Are personalized vaccines the next big thing in cancer therapy?

The figure kind of speaks for itself.

Are personalized vaccines the next big thing in cancer therapy?
Rojas LA et al. 2023. Personalized RNA neoantigen vaccines stimulate T cells in pancreatic cancer. Nature. DOI:10.1038/s41586-023-06063-y

The therapeutic potential for mRNA technology goes well beyond its use in vaccines for infectious diseases!

Because mRNA is easy to program, it can be used for a variety of other personalized therapies.

One of the most intriguing of these is to use it to eradicate cancers.

This is possible because cancer cells are pretty messed up and they make a lot of weird proteins that can be recognized by the immune system!

These are often referred to as ‘neoantigens.'

That word might look intimidating.

But don't worry, neo is just ‘New’ and antigen is ‘something that can be recognized by the immune system.’

So, how can we use these ‘neoantigens’ to coax the immune system to destroy cancer?

We can make mRNAs that express them, stick them in a vaccine, and prime the immune system to then specifically recognize cancer cells!

But wait, if cancer cells already express these neoantigens, why doesn’t the immune system destroy cancers without the priming?

Mostly it’s because tumors start out small and don’t activate enough cells to mount a strong immune response.

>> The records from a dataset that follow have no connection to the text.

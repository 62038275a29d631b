//! Host CPU architecture detection.

use std::fmt;

/// Binary variant matching the host CPU.
#[derive(Clone, Copy, Debug, Eq, Hash, PartialEq)]
pub enum Architecture {
    /// 32- and 64-bit ARM hosts.
    Arm,
    /// Everything else, including unknown architectures.
    Amd,
}

impl Architecture {
    /// Detects the architecture this binary was compiled for.
    #[must_use]
    pub fn detect() -> Self {
        Self::from_machine(std::env::consts::ARCH)
    }

    /// Maps a machine name (`uname -m` or [`std::env::consts::ARCH`]) to a
    /// variant. Unknown names map to [`Architecture::Amd`].
    #[must_use]
    pub fn from_machine(machine: &str) -> Self {
        match machine.trim().to_ascii_lowercase().as_str() {
            "arm" | "arm64" | "aarch64" => Self::Arm,
            _ => Self::Amd,
        }
    }

    /// Short variant tag.
    #[must_use]
    pub const fn tag(self) -> &'static str {
        match self {
            Self::Arm => "arm",
            Self::Amd => "amd",
        }
    }

    /// Segment substituted for `{arch}` in download URLs.
    #[must_use]
    pub const fn download_tag(self) -> &'static str {
        match self {
            Self::Arm => "arm64",
            Self::Amd => "amd64",
        }
    }
}

impl fmt::Display for Architecture {
    fn fmt(&self, f: &mut fmt::Formatter<'_>) -> fmt::Result {
        f.write_str(self.tag())
    }
}

#[cfg(test)]
mod tests {
    use rstest::rstest;

    use super::Architecture;

    #[rstest]
    #[case("arm", Architecture::Arm)]
    #[case("arm64", Architecture::Arm)]
    #[case("aarch64", Architecture::Arm)]
    #[case("AARCH64", Architecture::Arm)]
    #[case("x86_64", Architecture::Amd)]
    #[case("riscv64", Architecture::Amd)]
    #[case("", Architecture::Amd)]
    fn machine_names_map_to_variants(#[case] machine: &str, #[case] expected: Architecture) {
        assert_eq!(Architecture::from_machine(machine), expected);
    }

    #[test]
    fn download_tags_are_64_bit_names() {
        assert_eq!(Architecture::Arm.download_tag(), "arm64");
        assert_eq!(Architecture::Amd.download_tag(), "amd64");
    }
}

As tumor cells grow, the immune system sees these same antigens over and over again so it begins to tolerate them.

The purpose of a cancer vaccine is to supercharge the immune system to recognize tumors as invaders!

The author’s of today’s paper did just that and targeted a notoriously hard cancer to beat:

Pancreatic ductal adenocarcinoma or PDAC.

This cancer is lethal in 88% of patients and 90% of PDACs recur (come back) 7-9 months after surgery.

So, the need for an alternative therapy is significant.

In this study, patients with a PDAC that could be surgically removed were recruited and then treated with a combination of an immune checkpoint inhibitor, an individualized mRNA neoantigen vaccine, and a chemotherapy regimen.

The mRNA vaccine was designed against tumor-specific neoantigens that were discovered through whole exome and RNA sequencing of the removed PDAC tissue.

Ultimately, 19 patients were administered the checkpoint inhibitor, 16 went on to receive a personalized vaccine, and 15 were given the chemotherapy regimen.

The overall survival and relapse free survival can be seen above in (A), which in itself is a significant improvement over the current standard of care.

But when broken out by vaccine responders and non-responders (B), the results are nothing short of remarkable.

While only 50% of vaccine recipients responded, they were 100% relapse free beyond 18-months.

Despite the small sample size of this initial study, the future of personalized cancer vaccines seems bright.

And, with improved methods for neoantigen identification, hopefully we can get that responder rate closer to 100% too!